The biggest problem is that as men get older, in the face of normal testosterone levels which is part of what men have, the prostate grows. As it grows it squeezes on the urethra and that causes some degree of blockage in the majority of men as they age. This can result in a variety of symptoms. Some men have no symptoms, some men have all the symptoms, but they can be quite bothersome and can actually in certain situations become significant, causing serious problems.

The most common symptoms are waking up at night frequently to urinate, urinating frequently during the daytime and a sense of urgency to rush into the bathroom. Sometimes with even leaking of urine, called urge incontinence. Some men have lots of dribbling afterwards, sometimes they have to stand a long time and strain to start the stream and strain to finish. For men many the stream can be significantly weaker and instead of strong and steady it can wax and wane, starting and stopping. These are some of the symptoms that men can experience as the prostate enlarges and squeezes on the urethra.

The good news is if they identify these problems early there are very effective nonsurgical treatments that can work to prevent further problems and hopefully keep men out of the hospital and out of needing any surgical intervention.

What are causes of reduced ejaculate volume, consistency and frequency?

This is a very common question and it is asked frequently on the men's health message board on WebMD.

As men age the prostate changes and in a changing hormone environment, the volume of ejaculate can fluctuate and as men get older usually the amount of semen ejaculated decreases. In addition, the ability to generate those volumes goes down on a frequent basis. So young guys can have significant volumes and can have that frequently. As men age it's very normal to have less volume in the semen and it takes longer to build up to that volume. That's again, just normal aging, changes that occur as men get older.

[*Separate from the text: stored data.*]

//! # Row Traits
//!
//! Binds the opaque fixed-size entries a tree stores to a logical shape:
//! which bytes form the key, which form the value, and how two keys order.
//! The B-tree itself consults only the key comparator and the three fixed
//! sizes; projection runs when entries are handed back to the caller.
//!
//! ## Closed Field Set
//!
//! Columns are a sum type over a small closed set instead of trait objects;
//! the comparator is called in the innermost search loop and a match on four
//! variants beats a vtable there:
//!
//! - `Span`: fixed-length raw bytes, lexicographic order
//! - `U32` / `I32`: big-endian 32-bit integers, numeric order
//! - `HeapRef`: a 16-byte far pointer to a 256-byte heap slot; orders by its
//!   raw pointer bytes (heap fields are payload carriers, not useful keys)
//!
//! ## Composites
//!
//! A [`CompositeTraits`] projects an ordered subset of fields out of a raw
//! entry: the key projection is the concatenation of the key-referenced
//! fields' bytes, the value projection the concatenation of the rest, both
//! in entry order. Comparison of two equal-shaped projections walks the
//! fields left to right.
//!
//! ## Example
//!
//! ```no_run
//! use cowdb::rows::RowTraitsBuilder;
//!
//! let mut builder = RowTraitsBuilder::new();
//! let _name = builder.add_span_field(16);
//! let id = builder.add_u32_field();
//! builder.add_key_reference(id).unwrap();
//! let traits = builder.build().unwrap();
//!
//! assert_eq!(traits.key_size(), 4);   // the u32 id
//! assert_eq!(traits.value_size(), 16); // the name span
//! ```
//!
//! Large payloads go through the heap: store a `HeapRef` field inline and
//! use [`FieldTraits::fetch`] to materialize the referenced slot.

use std::cmp::Ordering;

use crate::config::FAR_PTR_SIZE;
use crate::error::{Error, Result};
use crate::storage::{FarPtr, FileCache, Heap};

/// One fixed-size column inside an entry.
#[derive(Debug, Clone, Copy, PartialEq, Eq)]
pub enum FieldTraits {
    Span { offset: u32, size: u32 },
    U32 { offset: u32 },
    I32 { offset: u32 },
    HeapRef { offset: u32 },
}

impl FieldTraits {
    pub fn offset(&self) -> u32 {
        match *self {
            FieldTraits::Span { offset, .. }
            | FieldTraits::U32 { offset }
            | FieldTraits::I32 { offset }
            | FieldTraits::HeapRef { offset } => offset,
        }
    }

    /// Stored (and projected) length of the field in bytes.
    pub fn size(&self) -> u32 {
        match *self {
            FieldTraits::Span { size, .. } => size,
            FieldTraits::U32 { .. } | FieldTraits::I32 { .. } => 4,
            FieldTraits::HeapRef { .. } => FAR_PTR_SIZE as u32,
        }
    }

    /// Orders two field-sized byte slices.
    pub fn compare(&self, a: &[u8], b: &[u8]) -> Ordering {
        debug_assert_eq!(a.len(), self.size() as usize);
        debug_assert_eq!(b.len(), self.size() as usize);

        match *self {
            FieldTraits::Span { .. } | FieldTraits::HeapRef { .. } => a.cmp(b),
            FieldTraits::U32 { .. } => {
                let ua = u32::from_be_bytes([a[0], a[1], a[2], a[3]]);
                let ub = u32::from_be_bytes([b[0], b[1], b[2], b[3]]);
                ua.cmp(&ub)
            }
            FieldTraits::I32 { .. } => {
                let ia = i32::from_be_bytes([a[0], a[1], a[2], a[3]]);
                let ib = i32::from_be_bytes([b[0], b[1], b[2], b[3]]);
                ia.cmp(&ib)
            }
        }
    }

    /// The field's inline bytes within a raw entry.
    pub fn project<'e>(&self, entry: &'e [u8]) -> &'e [u8] {
        let start = self.offset() as usize;
        &entry[start..start + self.size() as usize]
    }

    /// Materializes the field: inline bytes for plain fields, the referenced
    /// 256-byte heap slot for `HeapRef`.
    pub fn fetch(&self, cache: &mut FileCache, entry: &[u8]) -> Result<Vec<u8>> {
        match self {
            FieldTraits::HeapRef { .. } => {
                let raw: [u8; FAR_PTR_SIZE] = self
                    .project(entry)
                    .try_into()
                    .map_err(|_| Error::invalid_argument("entry too short for heap field"))?;
                Heap::read(cache, FarPtr::from_bytes(&raw))
            }
            _ => Ok(self.project(entry).to_vec()),
        }
    }
}

/// An ordered subset of an entry's fields, projected into contiguous bytes.
#[derive(Debug, Clone)]
pub struct CompositeTraits {
    fields: Vec<FieldTraits>,
}

impl CompositeTraits {
    pub fn new(fields: Vec<FieldTraits>) -> Self {
        Self { fields }
    }

    pub fn fields(&self) -> &[FieldTraits] {
        &self.fields
    }

    /// Projected length: the sum of the field sizes.
    pub fn size(&self) -> u32 {
        self.fields.iter().map(|f| f.size()).sum()
    }

    /// Concatenates the fields' bytes out of a raw entry.
    pub fn project(&self, entry: &[u8]) -> Vec<u8> {
        let mut out = Vec::with_capacity(self.size() as usize);
        for field in &self.fields {
            out.extend_from_slice(field.project(entry));
        }
        out
    }

    /// Orders two projections of this shape, field by field.
    pub fn compare(&self, a: &[u8], b: &[u8]) -> Ordering {
        debug_assert_eq!(a.len(), self.size() as usize);
        debug_assert_eq!(b.len(), self.size() as usize);

        let mut offset = 0usize;
        for field in &self.fields {
            let size = field.size() as usize;
            let ordering = field.compare(&a[offset..offset + size], &b[offset..offset + size]);
            if ordering != Ordering::Equal {
                return ordering;
            }
            offset += size;
        }
        Ordering::Equal
    }
}

/// The three projections of one tree's entries: the whole entry, its key,
/// and its value.
#[derive(Debug, Clone)]
pub struct RowTraits {
    entry: CompositeTraits,
    key: CompositeTraits,
    value: CompositeTraits,
}

impl RowTraits {
    /// The common case: opaque keys ordered lexicographically, opaque
    /// values, key bytes leading.
    pub fn fixed(key_size: u32, value_size: u32) -> Result<Self> {
        let mut builder = RowTraitsBuilder::new();
        let key = builder.add_span_field(key_size);
        builder.add_span_field(value_size);
        builder.add_key_reference(key)?;
        builder.build()
    }

    pub fn entry_traits(&self) -> &CompositeTraits {
        &self.entry
    }

    pub fn key_traits(&self) -> &CompositeTraits {
        &self.key
    }

    pub fn value_traits(&self) -> &CompositeTraits {
        &self.value
    }

    pub fn entry_size(&self) -> u32 {
        self.entry.size()
    }

    pub fn key_size(&self) -> u32 {
        self.key.size()
    }

    pub fn value_size(&self) -> u32 {
        self.value.size()
    }

    pub fn compare_keys(&self, a: &[u8], b: &[u8]) -> Ordering {
        self.key.compare(a, b)
    }

    pub fn project_key(&self, entry: &[u8]) -> Vec<u8> {
        self.key.project(entry)
    }

    pub fn project_value(&self, entry: &[u8]) -> Vec<u8> {
        self.value.project(entry)
    }
}

/// Enumerates fields in entry order and records which subset forms the key.
#[derive(Debug, Default)]
pub struct RowTraitsBuilder {
    fields: Vec<FieldTraits>,
    key_refs: Vec<usize>,
    offset: u32,
}

impl RowTraitsBuilder {
    pub fn new() -> Self {
        Self::default()
    }

    pub fn add_span_field(&mut self, size: u32) -> usize {
        self.push(FieldTraits::Span {
            offset: self.offset,
            size,
        })
    }

    pub fn add_u32_field(&mut self) -> usize {
        self.push(FieldTraits::U32 {
            offset: self.offset,
        })
    }

    pub fn add_i32_field(&mut self) -> usize {
        self.push(FieldTraits::I32 {
            offset: self.offset,
        })
    }

    pub fn add_heap_field(&mut self) -> usize {
        self.push(FieldTraits::HeapRef {
            offset: self.offset,
        })
    }

    fn push(&mut self, field: FieldTraits) -> usize {
        self.offset += field.size();
        self.fields.push(field);
        self.fields.len() - 1
    }

    /// Marks a previously added field as part of the key.
    pub fn add_key_reference(&mut self, field: usize) -> Result<()> {
        if field >= self.fields.len() {
            return Err(Error::invalid_argument(format!(
                "invalid field reference: {}",
                field
            )));
        }
        if self.key_refs.contains(&field) {
            return Err(Error::invalid_argument(format!(
                "duplicate key reference: {}",
                field
            )));
        }
        self.key_refs.push(field);
        Ok(())
    }

    pub fn build(self) -> Result<RowTraits> {
        if self.key_refs.is_empty() {
            return Err(Error::invalid_argument("row traits require a key field"));
        }

        let key_fields: Vec<FieldTraits> =
            self.key_refs.iter().map(|&i| self.fields[i]).collect();
        let value_fields: Vec<FieldTraits> = self
            .fields
            .iter()
            .enumerate()
            .filter(|(i, _)| !self.key_refs.contains(i))
            .map(|(_, f)| *f)
            .collect();

        let key = CompositeTraits::new(key_fields);
        let value = CompositeTraits::new(value_fields);

        if key.size() == 0 {
            return Err(Error::invalid_argument("key projection is empty"));
        }
        if value.size() == 0 {
            return Err(Error::invalid_argument("value projection is empty"));
        }

        Ok(RowTraits {
            entry: CompositeTraits::new(self.fields),
            key,
            value,
        })
    }
}

#[cfg(test)]
mod tests {
    use super::*;
    use crate::storage::BlockAllocator;
    use tempfile::tempdir;

    #[test]
    fn u32_field_orders_numerically() {
        let field = FieldTraits::U32 { offset: 0 };
        let small = 2u32.to_be_bytes();
        let large = 300u32.to_be_bytes();

        assert_eq!(field.compare(&small, &large), Ordering::Less);
        assert_eq!(field.compare(&large, &small), Ordering::Greater);
        assert_eq!(field.compare(&small, &small), Ordering::Equal);
    }

    #[test]
    fn i32_field_orders_negatives_before_positives() {
        let field = FieldTraits::I32 { offset: 0 };
        let neg = (-5i32).to_be_bytes();
        let pos = 5i32.to_be_bytes();

        assert_eq!(field.compare(&neg, &pos), Ordering::Less);
    }

    #[test]
    fn span_field_is_lexicographic() {
        let field = FieldTraits::Span { offset: 0, size: 3 };

        assert_eq!(field.compare(b"abc", b"abd"), Ordering::Less);
        assert_eq!(field.compare(b"abc", b"abc"), Ordering::Equal);
    }

    #[test]
    fn builder_lays_fields_out_in_order() {
        let mut builder = RowTraitsBuilder::new();
        let a = builder.add_u32_field();
        let b = builder.add_span_field(10);
        let c = builder.add_i32_field();

        assert_eq!((a, b, c), (0, 1, 2));
        builder.add_key_reference(a).unwrap();
        let traits = builder.build().unwrap();

        assert_eq!(traits.entry_size(), 18);
        assert_eq!(traits.key_size(), 4);
        assert_eq!(traits.value_size(), 14);
    }

    #[test]
    fn key_can_live_in_the_middle_of_the_entry() {
        let mut builder = RowTraitsBuilder::new();
        builder.add_span_field(2);
        let id = builder.add_u32_field();
        builder.add_span_field(2);
        builder.add_key_reference(id).unwrap();
        let traits = builder.build().unwrap();

        let mut entry = Vec::new();
        entry.extend_from_slice(b"vv");
        entry.extend_from_slice(&7u32.to_be_bytes());
        entry.extend_from_slice(b"ww");

        assert_eq!(traits.project_key(&entry), 7u32.to_be_bytes());
        assert_eq!(traits.project_value(&entry), b"vvww");
        assert_eq!(traits.entry_traits().project(&entry), entry);
    }

    #[test]
    fn composite_compares_field_by_field() {
        let mut builder = RowTraitsBuilder::new();
        let major = builder.add_u32_field();
        let minor = builder.add_i32_field();
        builder.add_span_field(1);
        builder.add_key_reference(major).unwrap();
        builder.add_key_reference(minor).unwrap();
        let traits = builder.build().unwrap();

        let key = |a: u32, b: i32| {
            let mut k = Vec::new();
            k.extend_from_slice(&a.to_be_bytes());
            k.extend_from_slice(&b.to_be_bytes());
            k
        };

        assert_eq!(traits.compare_keys(&key(1, 5), &key(2, -9)), Ordering::Less);
        assert_eq!(
            traits.compare_keys(&key(2, -1), &key(2, 1)),
            Ordering::Less
        );
        assert_eq!(traits.compare_keys(&key(3, 0), &key(3, 0)), Ordering::Equal);
    }

    #[test]
    fn invalid_key_reference_is_rejected() {
        let mut builder = RowTraitsBuilder::new();
        builder.add_u32_field();

        assert!(matches!(
            builder.add_key_reference(3),
            Err(Error::InvalidArgument(_))
        ));
    }

    #[test]
    fn all_key_fields_leaves_no_value() {
        let mut builder = RowTraitsBuilder::new();
        let only = builder.add_u32_field();
        builder.add_key_reference(only).unwrap();

        assert!(matches!(builder.build(), Err(Error::InvalidArgument(_))));
    }

    #[test]
    fn fixed_traits_cover_opaque_byte_trees() {
        let traits = RowTraits::fixed(4, 8).unwrap();

        assert_eq!(traits.key_size(), 4);
        assert_eq!(traits.value_size(), 8);
        assert_eq!(traits.entry_size(), 12);

        let entry = *b"keyAvalue_01";
        assert_eq!(traits.project_key(&entry), b"keyA");
        assert_eq!(traits.project_value(&entry), b"value_01");
    }

    #[test]
    fn heap_ref_field_fetches_slot_contents() {
        let dir = tempdir().unwrap();
        let mut cache = FileCache::new(dir.path());
        let tx = BlockAllocator::new(&mut cache).create_transaction().unwrap();

        let mut heap = Heap::new();
        let slot = heap.allocate(&mut cache, tx).unwrap();
        Heap::write(&mut cache, slot, b"spilled payload").unwrap();

        let mut builder = RowTraitsBuilder::new();
        let id = builder.add_u32_field();
        let blob = builder.add_heap_field();
        builder.add_key_reference(id).unwrap();
        let traits = builder.build().unwrap();

        let mut entry = Vec::new();
        entry.extend_from_slice(&1u32.to_be_bytes());
        entry.extend_from_slice(&slot.to_bytes());

        let field = traits.entry_traits().fields()[blob];
        let fetched = field.fetch(&mut cache, &entry).unwrap();
        assert_eq!(&fetched[..15], b"spilled payload");
        assert_eq!(fetched.len(), crate::config::HEAP_SLOT_SIZE);
    }
}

Many times with a big gut and the increased abdominal fat, that increases the estrogen level and that alters the normal balance of hormones and can also reduce the ejaculatory volume.

So how is it treated?

The first question is do we really need to treat that? If a man is trying to father children, the first thing to do is to obtain a series of semen analysis to see if the total picture is still adequate. If there is a problem specifically relating to volume, then the way to do that would be to reduce the ejaculatory frequency to allow the body to build up enough, and also to make sure that the man is well hydrated. Other than that, I think it's just one of those things that men just need to accept, is they are not 18 anymore and there are some changes that go along with that.

What are the signs of prostate cancer?

That's an excellent question. The biggest problem with prostate cancer is that there really are absolutely no early warning signs. As the prostate develops the cancer they tend to be very small. They grow very slowly and this is the best time to identify it and treat it. But it's also the hardest time to find it because you're not going to usually have symptoms of obstruction, you're not going to be getting up at night, you're not going to be urinating frequently. It's very rare to have blood or any warning signs, which is why organized medicine continues to encourage all men to see their doctor for a prostate exam and PSA annually.